BEGIN
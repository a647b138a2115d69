//! Long-lived query handles.

use tokio::sync::watch;

use super::client::GraphQLClient;
use super::request::GraphQLRequest;
use super::response::GraphQLResponse;
use crate::error::Result;

/// A query that can be refetched and observed.
///
/// Every fetch follows the client's `watch_query` fetch policy. The latest
/// successful response is published on a `tokio::sync::watch` channel; any
/// number of observers can follow it with [`observe`](Self::observe).
///
/// ```ignore
/// let watcher = client.watch_query(GraphQLRequest::new("{ projects { id } }"))?;
/// let mut updates = watcher.observe();
/// watcher.refetch().await?;
/// updates.changed().await?;
/// ```
#[derive(Debug)]
pub struct QueryWatcher {
    client: GraphQLClient,
    request: GraphQLRequest,
    latest: watch::Sender<Option<GraphQLResponse>>,
}

impl QueryWatcher {
    pub(crate) fn new(client: GraphQLClient, request: GraphQLRequest) -> Self {
        let (latest, _) = watch::channel(None);
        Self {
            client,
            request,
            latest,
        }
    }

    /// The watched request.
    pub fn request(&self) -> &GraphQLRequest {
        &self.request
    }

    /// The current result of the query.
    ///
    /// Fetches unless the `watch_query` policy reads the cache and a response
    /// was already published. Use [`current`](Self::current) to read the last
    /// response without fetching.
    pub async fn result(&self) -> Result<GraphQLResponse> {
        if self.client.default_options().watch_query.reads_cache()
            && let Some(response) = self.current()
        {
            return Ok(response);
        }
        self.refetch().await
    }

    /// Execute the query again and publish the response to observers.
    ///
    /// Errors go to the caller only; observers keep the previous response.
    pub async fn refetch(&self) -> Result<GraphQLResponse> {
        let policy = self.client.default_options().watch_query;
        let response = self
            .client
            .query_with_policy(self.request.clone(), policy)
            .await?;
        self.latest.send_replace(Some(response.clone()));
        Ok(response)
    }

    /// Follow the responses published by this watcher.
    ///
    /// The receiver starts at the current value, `None` until the first fetch.
    pub fn observe(&self) -> watch::Receiver<Option<GraphQLResponse>> {
        self.latest.subscribe()
    }

    /// The last published response, without fetching.
    pub fn current(&self) -> Option<GraphQLResponse> {
        self.latest.borrow().clone()
    }
}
END
### Work to complete
Return the entries exactly through the "if self.client.default_options().watch_query.reads_cache()" line.

### Your response
repository a647b138a2115d69
//! Long-lived query handles.

use tokio::sync::watch;

use super::client::GraphQLClient;
use super::request::GraphQLRequest;
use super::response::GraphQLResponse;
use crate::error::Result;

/// A query that can be refetched and observed.
///
/// Every fetch follows the client's `watch_query` fetch policy. The latest
/// successful response is published on a `tokio::sync::watch` channel; any
/// number of observers can follow it with [`observe`](Self::observe).
///
/// ```ignore
/// let watcher = client.watch_query(GraphQLRequest::new("{ projects { id } }"))?;
/// let mut updates = watcher.observe();
/// watcher.refetch().await?;
/// updates.changed().await?;
/// ```
#[derive(Debug)]
pub struct QueryWatcher {
    client: GraphQLClient,
    request: GraphQLRequest,
    latest: watch::Sender<Option<GraphQLResponse>>,
}

impl QueryWatcher {
    pub(crate) fn new(client: GraphQLClient, request: GraphQLRequest) -> Self {
        let (latest, _) = watch::channel(None);
        Self {
            client,
            request,
            latest,
        }
    }

    /// The watched request.
    pub fn request(&self) -> &GraphQLRequest {
        &self.request
    }

    /// The current result of the query.
    ///
    /// Fetches unless the `watch_query` policy reads the cache and a response
    /// was already published. Use [`current`](Self::current) to read the last
    /// response without fetching.
    pub async fn result(&self) -> Result<GraphQLResponse> {
        if self.client.default_options().watch_query.reads_cache()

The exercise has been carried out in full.